According to the U.S. Department of the Treasury, Al-Nuaimi transferred over $2 million monthly to al-Qaeda in Iraq, ISIL’s precursor, for “a period of time.” More recently, al-Nuaimi has been accused of ordering the transfer of nearly $600,000 to al-Qaeda through the group's representative in Syria, Abu-Khalid al-Suri. The U.S. Department of Treasury also claims that al-Nuaimi has provided financial support to Osbat al-Ansar, al-Qaeda in the Arabian Peninsula, and individuals associated with East African-based terrorist group al-Shabaab. As of September 2014, it was reported that al-Nuaimi was living freely in Doha, Qatar.

The Global Anti-Aggression Campaign's assistant Secretary General Abbas Aroua is an Algerian medical physicist and adjunct professor of Medical Physics. Aroua is a founding member of the Swiss-based human rights NGO Alkarama alongside Abd Al-Rahman al-Nuaimi. Alkarama's clients have been linked to Islamist militias operating in Syria.

Rabih Haddad is a current board member of the Global Anti-Aggression Campaign and the co-founder of the Global Relief Foundation (GRF). Haddad served as the president of GRF, a defunct non-profit charitable organization, throughout the 1990s. The U.S. Department of Treasury claimed that GRF “has connections to, has provided support for, and has provided assistance to Usama Bin Ladin, the al Qaida Network, and other known terrorist groups” including the Taliban.( ) The U.S. Department of Treasury also asserted that Haddad had been a member of al-Qaeda's precursor organization Makhtab al-Khidamat (MAK) that was founded by Usama Bin Laden and Sheikh Abdullah Azzam.

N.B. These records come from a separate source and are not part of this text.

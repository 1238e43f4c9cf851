//! Relational source collaborator.
//!
//! The indexing pipeline never runs queries itself. It talks to the relational
//! layer through the traits in this module: entity type descriptors, records
//! with tagged attributes, and selections that can count, fetch half-open
//! windows, stream through a server-side cursor, and look a record up by
//! primary key.

pub mod memory;

use async_trait::async_trait;
use std::fmt;
use std::ops::Range;
use std::sync::Arc;

use seeker_shared::Value;

use crate::errors::SourceError;

/// Shared handle to a source record.
pub type RecordRef = Arc<dyn Record>;

/// Shared handle to a selection.
pub type SelectionRef = Arc<dyn Selection>;

/// Kind of a relational field.
#[derive(Debug, Clone, PartialEq, Eq)]
pub enum FieldKind {
    /// Auto-incrementing primary key. Never indexed by default.
    Auto,
    Char,
    Text,
    Integer,
    BigInteger,
    Float,
    Decimal,
    Boolean,
    Date,
    DateTime,
    /// Foreign key to a single related record.
    ToOne { target: String },
    /// Collection of related records (one-to-many or many-to-many).
    ToMany { target: String },
}

impl FieldKind {
    pub fn is_to_many(&self) -> bool {
        matches!(self, FieldKind::ToMany { .. })
    }
}

/// Declared field of an entity type.
#[derive(Debug, Clone, PartialEq, Eq)]
pub struct FieldDescriptor {
    pub name: String,
    pub kind: FieldKind,
    verbose_name: Option<String>,
}

impl FieldDescriptor {
    pub fn new(name: impl Into<String>, kind: FieldKind) -> Self {
        Self {
            name: name.into(),
            kind,
            verbose_name: None,
        }
    }

    pub fn with_verbose_name(mut self, verbose_name: impl Into<String>) -> Self {
        self.verbose_name = Some(verbose_name.into());
        self
    }

    /// Declared display label, or the field name with underscores as spaces.
    pub fn verbose_name(&self) -> String {
        self.verbose_name
            .clone()
            .unwrap_or_else(|| self.name.replace('_', " "))
    }
}

/// Relational entity type: a primary key plus its declared fields.
#[derive(Debug, Clone, PartialEq, Eq)]
pub struct EntityType {
    name: String,
    pk: String,
    fields: Vec<FieldDescriptor>,
}

impl EntityType {
    /// New entity type whose primary key is an auto field named `id`.
    pub fn new(name: impl Into<String>) -> Self {
        Self {
            name: name.into(),
            pk: "id".to_string(),
            fields: vec![FieldDescriptor::new("id", FieldKind::Auto)],
        }
    }

    /// Use `pk` as the primary key field instead of the implicit `id`.
    ///
    /// The field itself still has to be declared with `field`.
    pub fn with_pk(mut self, pk: impl Into<String>) -> Self {
        let pk = pk.into();
        self.fields
            .retain(|f| !(f.name == "id" && f.kind == FieldKind::Auto));
        self.pk = pk;
        self
    }

    pub fn field(mut self, field: FieldDescriptor) -> Self {
        self.fields.retain(|f| f.name != field.name);
        self.fields.push(field);
        self
    }

    pub fn name(&self) -> &str {
        &self.name
    }

    pub fn pk(&self) -> &str {
        &self.pk
    }

    /// All declared fields in declaration order.
    pub fn fields(&self) -> &[FieldDescriptor] {
        &self.fields
    }

    /// Look up a declared field.
    pub fn get_field(&self, name: &str) -> Result<&FieldDescriptor, SourceError> {
        self.fields
            .iter()
            .find(|f| f.name == name)
            .ok_or_else(|| SourceError::unknown_field(&self.name, name))
    }
}

/// Value of one named attribute on a record.
#[derive(Debug, Clone)]
pub enum Attribute {
    /// The record has no attribute with this name.
    Missing,
    /// Plain column value.
    Scalar(Value),
    /// Foreign key; `None` when the relation is empty.
    ToOne(Option<RecordRef>),
    /// Related records in the relation's natural order.
    ToMany(Vec<RecordRef>),
    /// Human-readable display value (e.g. the label of a choice). Path
    /// resolution stops here.
    Display(String),
}

/// A source record.
pub trait Record: Send + Sync + fmt::Debug {
    /// Name of the entity type this record belongs to.
    fn entity_name(&self) -> &str;

    /// Primary key value.
    fn pk(&self) -> Value;

    /// Read an attribute by name. Unknown names return `Attribute::Missing`.
    fn attribute(&self, name: &str) -> Attribute;

    /// Canonical string representation of the record.
    fn display(&self) -> String;
}

/// Row ordering applied to a selection.
#[derive(Debug, Clone, Copy, PartialEq, Eq, Default)]
pub enum SelectionOrder {
    /// No explicit ordering.
    #[default]
    Unordered,
    /// Primary key ascending.
    PrimaryKey,
}

/// Forward-only server-side cursor.
///
/// Implementations release the server resource when dropped, so abandoning
/// an enumeration early still closes the cursor.
#[async_trait]
pub trait RecordCursor: Send {
    /// Next record, or `None` once exhausted.
    async fn next(&mut self) -> Result<Option<RecordRef>, SourceError>;
}

/// Logical set of candidate records of one entity type.
#[async_trait]
pub trait Selection: Send + Sync {
    fn entity_type(&self) -> &Arc<EntityType>;

    /// Copy of this selection with the given ordering.
    fn ordered(&self, order: SelectionOrder) -> SelectionRef;

    /// Number of records in the selection.
    async fn count(&self) -> Result<u64, SourceError>;

    /// Records in the half-open window `[start, end)`.
    async fn fetch(&self, window: Range<u64>) -> Result<Vec<RecordRef>, SourceError>;

    /// Whether `cursor` is available.
    fn supports_cursor(&self) -> bool {
        false
    }

    /// Open a server-side cursor over the selection.
    async fn cursor(&self) -> Result<Box<dyn RecordCursor>, SourceError> {
        Err(SourceError::CursorUnsupported)
    }

    /// Look a record up by its primary key rendered as a string.
    async fn get(&self, pk: &str) -> Result<Option<RecordRef>, SourceError>;
}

Hassan Kettani, a GAAC board member, is a Moroccan imam and a former political prisoner in Morocco. Kettani was an “ideological leader” of Moroccan Islamist group Salafia Jihadia that Moroccan authorities claim helped coordinate the 2003 Casablanca bombings that resulted in the deaths of 45 people. In 2003, Kettani was given a 20-year sentence for his involvement in the bombings but was pardoned in 2012 after serving 9 years.

=== GAAC activities in support of terrorism ===
The Global Anti-Aggression Campaign has been in support of terrorist activities conducted in Israel and the Israeli-occupied territories since its establishment in 2005. In 2006, the Global Anti-Aggression Campaign posted a message on its website entitled “A Call to Support for the Palestinian Brothers.” In the message, the author encourages jihad and provides different Islamic texts to support the call for jihad.

In 2014, an article entitled “Between Running Over and Stabbings, a Tale of Revenge and Retaliation” was posted on the Global Anti-Aggression Campaign's website in support of the wave of terrorist attacks committed with knives and vehicles in Israel and the Israeli-occupied territories.